§ Problem to work on: Report every line below that has the string "deserializes" in it.

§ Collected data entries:
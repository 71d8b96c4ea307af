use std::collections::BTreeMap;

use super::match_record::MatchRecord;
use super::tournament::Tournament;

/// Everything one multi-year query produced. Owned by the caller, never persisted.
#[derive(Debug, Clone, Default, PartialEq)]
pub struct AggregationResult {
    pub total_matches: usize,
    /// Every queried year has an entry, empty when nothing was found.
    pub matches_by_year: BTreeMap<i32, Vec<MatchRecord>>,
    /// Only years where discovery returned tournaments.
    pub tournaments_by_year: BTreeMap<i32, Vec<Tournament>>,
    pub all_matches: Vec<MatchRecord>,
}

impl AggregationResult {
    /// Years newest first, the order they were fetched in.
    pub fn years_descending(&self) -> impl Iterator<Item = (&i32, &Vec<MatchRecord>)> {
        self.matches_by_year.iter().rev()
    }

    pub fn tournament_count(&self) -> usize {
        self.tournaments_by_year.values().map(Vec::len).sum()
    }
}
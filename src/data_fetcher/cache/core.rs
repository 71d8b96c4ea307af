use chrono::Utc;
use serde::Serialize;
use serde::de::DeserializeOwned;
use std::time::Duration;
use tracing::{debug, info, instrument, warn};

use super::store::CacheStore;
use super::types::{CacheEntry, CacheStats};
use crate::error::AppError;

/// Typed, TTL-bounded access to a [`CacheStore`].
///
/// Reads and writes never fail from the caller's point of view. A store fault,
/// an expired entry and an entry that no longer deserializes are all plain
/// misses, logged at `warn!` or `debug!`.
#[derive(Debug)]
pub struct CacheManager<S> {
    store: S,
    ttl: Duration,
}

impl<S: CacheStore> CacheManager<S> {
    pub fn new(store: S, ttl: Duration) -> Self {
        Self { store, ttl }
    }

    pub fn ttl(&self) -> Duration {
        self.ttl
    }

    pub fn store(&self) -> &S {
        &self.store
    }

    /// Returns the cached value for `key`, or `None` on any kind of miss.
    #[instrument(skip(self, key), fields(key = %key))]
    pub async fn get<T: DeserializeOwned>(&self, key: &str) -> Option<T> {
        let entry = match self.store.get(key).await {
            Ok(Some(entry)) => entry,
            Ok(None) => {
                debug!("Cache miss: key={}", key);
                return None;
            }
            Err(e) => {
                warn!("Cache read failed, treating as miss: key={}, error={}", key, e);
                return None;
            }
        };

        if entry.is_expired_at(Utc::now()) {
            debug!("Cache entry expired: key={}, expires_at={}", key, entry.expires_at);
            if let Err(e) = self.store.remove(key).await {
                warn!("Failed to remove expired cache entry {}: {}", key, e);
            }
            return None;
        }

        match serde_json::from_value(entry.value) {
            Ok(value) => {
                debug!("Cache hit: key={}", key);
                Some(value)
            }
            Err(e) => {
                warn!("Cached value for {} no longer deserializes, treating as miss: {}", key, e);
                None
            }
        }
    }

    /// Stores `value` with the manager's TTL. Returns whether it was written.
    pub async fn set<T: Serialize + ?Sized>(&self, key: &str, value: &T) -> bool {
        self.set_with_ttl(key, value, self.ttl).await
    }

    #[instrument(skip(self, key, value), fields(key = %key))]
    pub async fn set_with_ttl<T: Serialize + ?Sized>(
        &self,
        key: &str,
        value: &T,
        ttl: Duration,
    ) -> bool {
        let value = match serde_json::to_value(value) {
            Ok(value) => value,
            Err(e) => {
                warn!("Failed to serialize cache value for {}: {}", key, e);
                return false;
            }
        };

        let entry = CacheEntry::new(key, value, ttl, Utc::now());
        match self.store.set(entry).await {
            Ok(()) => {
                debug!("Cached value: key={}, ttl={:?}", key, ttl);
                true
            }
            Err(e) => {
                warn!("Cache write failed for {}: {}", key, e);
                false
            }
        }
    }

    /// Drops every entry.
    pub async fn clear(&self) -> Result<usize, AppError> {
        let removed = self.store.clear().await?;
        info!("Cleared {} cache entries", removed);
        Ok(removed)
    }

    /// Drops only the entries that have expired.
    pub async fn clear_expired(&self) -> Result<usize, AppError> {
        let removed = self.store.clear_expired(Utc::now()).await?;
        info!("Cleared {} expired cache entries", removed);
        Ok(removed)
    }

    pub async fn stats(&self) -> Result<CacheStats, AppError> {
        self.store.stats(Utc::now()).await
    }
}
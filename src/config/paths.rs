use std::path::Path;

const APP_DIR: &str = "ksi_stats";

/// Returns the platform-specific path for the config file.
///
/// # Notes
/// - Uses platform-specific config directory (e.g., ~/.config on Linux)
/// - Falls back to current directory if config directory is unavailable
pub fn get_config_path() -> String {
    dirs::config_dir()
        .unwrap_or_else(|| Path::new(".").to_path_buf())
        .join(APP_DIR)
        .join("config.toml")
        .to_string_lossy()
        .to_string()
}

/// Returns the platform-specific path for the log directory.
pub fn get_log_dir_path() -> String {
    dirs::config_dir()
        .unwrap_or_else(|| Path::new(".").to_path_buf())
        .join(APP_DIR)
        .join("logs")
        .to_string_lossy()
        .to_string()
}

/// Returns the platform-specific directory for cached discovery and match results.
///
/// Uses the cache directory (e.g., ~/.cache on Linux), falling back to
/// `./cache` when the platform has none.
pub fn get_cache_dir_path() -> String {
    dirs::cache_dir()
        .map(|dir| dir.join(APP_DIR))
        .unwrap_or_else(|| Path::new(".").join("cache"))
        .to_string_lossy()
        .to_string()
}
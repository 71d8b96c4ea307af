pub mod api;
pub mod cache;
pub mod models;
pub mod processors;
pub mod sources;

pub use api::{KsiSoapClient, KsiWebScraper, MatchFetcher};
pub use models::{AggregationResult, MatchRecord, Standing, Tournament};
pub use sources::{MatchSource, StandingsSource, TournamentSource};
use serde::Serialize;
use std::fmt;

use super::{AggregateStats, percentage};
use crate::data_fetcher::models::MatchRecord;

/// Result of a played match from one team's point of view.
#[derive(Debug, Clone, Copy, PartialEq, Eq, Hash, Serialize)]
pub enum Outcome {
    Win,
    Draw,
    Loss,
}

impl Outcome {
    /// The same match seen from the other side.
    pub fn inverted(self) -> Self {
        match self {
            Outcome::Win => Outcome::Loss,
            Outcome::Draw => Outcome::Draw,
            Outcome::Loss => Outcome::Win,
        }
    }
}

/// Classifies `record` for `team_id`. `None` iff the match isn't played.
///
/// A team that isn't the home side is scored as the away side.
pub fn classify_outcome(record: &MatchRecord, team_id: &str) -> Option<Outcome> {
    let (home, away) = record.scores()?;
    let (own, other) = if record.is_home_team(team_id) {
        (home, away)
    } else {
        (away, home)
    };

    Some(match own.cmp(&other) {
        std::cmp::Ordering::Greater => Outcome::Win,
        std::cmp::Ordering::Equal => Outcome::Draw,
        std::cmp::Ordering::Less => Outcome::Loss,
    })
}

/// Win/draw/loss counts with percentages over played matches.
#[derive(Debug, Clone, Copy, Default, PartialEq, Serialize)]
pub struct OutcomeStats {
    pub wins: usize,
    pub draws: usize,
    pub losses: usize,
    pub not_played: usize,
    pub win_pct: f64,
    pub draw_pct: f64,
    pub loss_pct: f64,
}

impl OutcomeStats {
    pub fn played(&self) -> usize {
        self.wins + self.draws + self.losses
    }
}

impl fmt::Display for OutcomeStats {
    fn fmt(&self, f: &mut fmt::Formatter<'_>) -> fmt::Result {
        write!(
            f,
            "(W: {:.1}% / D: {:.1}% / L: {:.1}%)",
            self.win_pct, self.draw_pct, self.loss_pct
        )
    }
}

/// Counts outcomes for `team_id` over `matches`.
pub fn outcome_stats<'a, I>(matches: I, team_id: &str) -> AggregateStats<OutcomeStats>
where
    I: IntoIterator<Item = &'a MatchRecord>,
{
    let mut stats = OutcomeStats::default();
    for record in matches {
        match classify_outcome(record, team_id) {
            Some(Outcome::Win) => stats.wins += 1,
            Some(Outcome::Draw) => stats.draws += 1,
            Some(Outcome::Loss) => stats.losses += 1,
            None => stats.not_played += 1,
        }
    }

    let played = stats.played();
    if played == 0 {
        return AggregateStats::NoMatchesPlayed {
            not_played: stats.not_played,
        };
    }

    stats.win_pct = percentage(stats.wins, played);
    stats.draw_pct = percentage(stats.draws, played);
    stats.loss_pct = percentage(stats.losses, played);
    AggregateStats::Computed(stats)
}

§ Your response:
/// an expired entry and an entry that no longer deserializes are all plain
                warn!("Cached value for {} no longer deserializes, treating as miss: {}", key, e);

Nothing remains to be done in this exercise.